(Data for this task Opens)

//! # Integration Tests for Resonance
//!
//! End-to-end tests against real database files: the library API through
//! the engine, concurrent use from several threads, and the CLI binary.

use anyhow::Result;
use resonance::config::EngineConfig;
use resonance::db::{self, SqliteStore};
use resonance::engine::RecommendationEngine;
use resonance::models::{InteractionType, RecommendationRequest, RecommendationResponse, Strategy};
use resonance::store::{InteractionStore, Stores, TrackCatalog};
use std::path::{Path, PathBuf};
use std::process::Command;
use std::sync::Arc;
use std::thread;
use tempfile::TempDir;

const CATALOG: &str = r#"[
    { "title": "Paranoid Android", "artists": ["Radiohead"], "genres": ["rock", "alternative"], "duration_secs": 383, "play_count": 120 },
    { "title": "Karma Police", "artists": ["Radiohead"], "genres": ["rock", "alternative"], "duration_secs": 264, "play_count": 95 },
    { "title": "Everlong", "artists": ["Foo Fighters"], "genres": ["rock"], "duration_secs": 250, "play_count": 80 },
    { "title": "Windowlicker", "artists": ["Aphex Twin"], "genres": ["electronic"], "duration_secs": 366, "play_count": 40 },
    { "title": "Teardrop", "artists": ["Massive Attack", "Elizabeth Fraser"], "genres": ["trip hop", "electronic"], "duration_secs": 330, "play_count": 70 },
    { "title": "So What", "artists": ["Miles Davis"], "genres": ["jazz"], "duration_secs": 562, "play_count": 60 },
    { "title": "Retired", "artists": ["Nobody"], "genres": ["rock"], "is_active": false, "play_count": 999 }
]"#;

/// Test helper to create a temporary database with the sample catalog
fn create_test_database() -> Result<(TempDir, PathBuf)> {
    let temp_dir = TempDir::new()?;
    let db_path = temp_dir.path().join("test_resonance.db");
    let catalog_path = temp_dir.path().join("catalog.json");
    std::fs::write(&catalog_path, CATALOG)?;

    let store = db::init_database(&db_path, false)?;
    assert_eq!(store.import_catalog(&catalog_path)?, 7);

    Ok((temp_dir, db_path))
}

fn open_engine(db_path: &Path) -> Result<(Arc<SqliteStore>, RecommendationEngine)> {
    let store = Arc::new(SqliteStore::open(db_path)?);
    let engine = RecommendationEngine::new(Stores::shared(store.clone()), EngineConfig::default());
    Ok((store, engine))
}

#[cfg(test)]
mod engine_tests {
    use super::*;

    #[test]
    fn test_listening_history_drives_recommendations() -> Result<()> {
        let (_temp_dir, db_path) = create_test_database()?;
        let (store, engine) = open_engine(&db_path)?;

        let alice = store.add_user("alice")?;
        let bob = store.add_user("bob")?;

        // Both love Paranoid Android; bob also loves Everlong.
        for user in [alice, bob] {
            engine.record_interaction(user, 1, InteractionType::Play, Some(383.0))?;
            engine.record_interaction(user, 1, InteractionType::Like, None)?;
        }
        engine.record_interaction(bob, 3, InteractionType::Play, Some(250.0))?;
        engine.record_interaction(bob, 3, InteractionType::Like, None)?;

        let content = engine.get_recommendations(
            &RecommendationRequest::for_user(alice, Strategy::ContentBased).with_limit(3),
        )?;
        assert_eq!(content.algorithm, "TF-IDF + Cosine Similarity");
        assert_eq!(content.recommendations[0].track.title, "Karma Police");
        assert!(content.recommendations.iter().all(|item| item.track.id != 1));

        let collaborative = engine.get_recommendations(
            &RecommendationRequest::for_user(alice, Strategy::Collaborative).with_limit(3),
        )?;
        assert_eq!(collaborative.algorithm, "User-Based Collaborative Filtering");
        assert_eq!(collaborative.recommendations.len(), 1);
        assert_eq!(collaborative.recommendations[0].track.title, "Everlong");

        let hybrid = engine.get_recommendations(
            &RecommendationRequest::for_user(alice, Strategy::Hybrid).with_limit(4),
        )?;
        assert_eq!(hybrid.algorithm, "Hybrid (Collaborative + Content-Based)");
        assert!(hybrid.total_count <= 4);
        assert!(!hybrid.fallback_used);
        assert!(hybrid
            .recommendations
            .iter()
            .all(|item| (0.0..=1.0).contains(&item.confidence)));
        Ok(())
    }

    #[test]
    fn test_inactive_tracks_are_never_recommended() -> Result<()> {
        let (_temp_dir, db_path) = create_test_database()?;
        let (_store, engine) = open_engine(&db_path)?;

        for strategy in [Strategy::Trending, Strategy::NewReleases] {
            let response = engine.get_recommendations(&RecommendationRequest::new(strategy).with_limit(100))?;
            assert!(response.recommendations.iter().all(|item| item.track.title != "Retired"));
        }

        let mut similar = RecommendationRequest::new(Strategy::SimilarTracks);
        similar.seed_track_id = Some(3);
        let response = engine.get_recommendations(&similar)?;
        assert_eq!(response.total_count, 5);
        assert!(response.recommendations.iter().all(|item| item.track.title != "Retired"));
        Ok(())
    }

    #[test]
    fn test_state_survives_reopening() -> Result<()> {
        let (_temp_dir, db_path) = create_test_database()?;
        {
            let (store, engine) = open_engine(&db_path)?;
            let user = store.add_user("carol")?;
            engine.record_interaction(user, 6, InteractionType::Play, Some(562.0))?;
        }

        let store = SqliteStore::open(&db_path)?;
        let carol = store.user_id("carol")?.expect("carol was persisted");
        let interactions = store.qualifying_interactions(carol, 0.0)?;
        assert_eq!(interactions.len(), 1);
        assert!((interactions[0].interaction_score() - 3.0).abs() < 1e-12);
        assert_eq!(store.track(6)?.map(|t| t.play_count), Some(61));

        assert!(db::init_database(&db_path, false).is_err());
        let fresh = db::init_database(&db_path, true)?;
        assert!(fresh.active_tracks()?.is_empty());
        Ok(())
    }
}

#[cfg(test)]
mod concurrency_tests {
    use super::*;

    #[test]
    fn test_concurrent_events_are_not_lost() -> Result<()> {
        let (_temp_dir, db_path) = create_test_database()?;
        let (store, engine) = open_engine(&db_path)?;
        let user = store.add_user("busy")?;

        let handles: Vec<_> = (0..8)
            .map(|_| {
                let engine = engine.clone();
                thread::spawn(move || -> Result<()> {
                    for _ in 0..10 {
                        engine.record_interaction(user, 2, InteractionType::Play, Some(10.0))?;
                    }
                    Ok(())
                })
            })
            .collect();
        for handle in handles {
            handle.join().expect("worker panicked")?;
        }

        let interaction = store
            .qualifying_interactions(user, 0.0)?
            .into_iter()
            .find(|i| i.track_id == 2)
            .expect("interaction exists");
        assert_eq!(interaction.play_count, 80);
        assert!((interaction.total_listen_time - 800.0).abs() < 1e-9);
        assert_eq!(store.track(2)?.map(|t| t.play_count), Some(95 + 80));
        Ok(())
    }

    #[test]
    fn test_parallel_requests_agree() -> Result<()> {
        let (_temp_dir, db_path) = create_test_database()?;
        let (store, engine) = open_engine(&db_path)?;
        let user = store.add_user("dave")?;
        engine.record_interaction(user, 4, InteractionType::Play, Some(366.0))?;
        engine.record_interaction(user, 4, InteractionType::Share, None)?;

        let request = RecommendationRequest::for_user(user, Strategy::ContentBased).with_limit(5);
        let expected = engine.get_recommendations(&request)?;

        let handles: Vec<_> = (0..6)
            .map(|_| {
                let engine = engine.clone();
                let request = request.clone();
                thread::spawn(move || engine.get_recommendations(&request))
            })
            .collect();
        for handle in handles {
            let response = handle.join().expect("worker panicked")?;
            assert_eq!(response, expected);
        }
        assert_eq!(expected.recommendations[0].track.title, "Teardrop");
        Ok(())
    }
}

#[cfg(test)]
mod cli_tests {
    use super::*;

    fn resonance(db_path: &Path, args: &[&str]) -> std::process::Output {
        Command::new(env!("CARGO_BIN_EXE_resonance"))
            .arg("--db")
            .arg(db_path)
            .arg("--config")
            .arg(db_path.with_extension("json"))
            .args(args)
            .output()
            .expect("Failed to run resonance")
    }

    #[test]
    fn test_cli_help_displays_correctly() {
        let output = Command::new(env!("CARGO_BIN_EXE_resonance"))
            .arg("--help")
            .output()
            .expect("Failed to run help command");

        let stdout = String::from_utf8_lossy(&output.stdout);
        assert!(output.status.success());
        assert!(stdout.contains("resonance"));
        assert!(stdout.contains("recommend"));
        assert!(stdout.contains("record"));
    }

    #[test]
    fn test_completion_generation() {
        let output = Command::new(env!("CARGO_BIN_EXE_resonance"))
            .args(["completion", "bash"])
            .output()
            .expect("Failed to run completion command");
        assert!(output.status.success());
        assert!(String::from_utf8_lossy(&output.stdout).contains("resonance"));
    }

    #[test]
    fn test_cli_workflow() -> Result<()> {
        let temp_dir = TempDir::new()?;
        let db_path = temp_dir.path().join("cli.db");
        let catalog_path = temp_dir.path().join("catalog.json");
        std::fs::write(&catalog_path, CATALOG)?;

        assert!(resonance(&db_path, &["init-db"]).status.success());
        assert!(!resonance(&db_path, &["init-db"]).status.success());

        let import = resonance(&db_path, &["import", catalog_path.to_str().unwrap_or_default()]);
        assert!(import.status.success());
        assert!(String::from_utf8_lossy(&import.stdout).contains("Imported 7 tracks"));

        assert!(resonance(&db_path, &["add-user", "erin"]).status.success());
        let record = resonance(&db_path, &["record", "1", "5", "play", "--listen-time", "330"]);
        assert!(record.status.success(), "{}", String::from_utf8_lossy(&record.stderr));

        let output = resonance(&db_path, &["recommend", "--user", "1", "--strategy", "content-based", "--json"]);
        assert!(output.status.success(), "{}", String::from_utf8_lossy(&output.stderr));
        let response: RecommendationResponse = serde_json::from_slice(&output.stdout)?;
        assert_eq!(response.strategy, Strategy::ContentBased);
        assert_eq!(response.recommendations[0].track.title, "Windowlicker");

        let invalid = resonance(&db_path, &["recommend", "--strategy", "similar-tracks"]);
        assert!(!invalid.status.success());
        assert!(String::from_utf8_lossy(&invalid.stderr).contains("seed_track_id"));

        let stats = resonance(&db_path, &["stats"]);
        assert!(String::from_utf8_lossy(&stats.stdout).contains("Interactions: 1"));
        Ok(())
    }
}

(Data for this task Closes)

Of the lines above, copy each one that contains the word "panicked".

▸ **Result below**:
            handle.join().expect("worker panicked")?;
            let response = handle.join().expect("worker panicked")?;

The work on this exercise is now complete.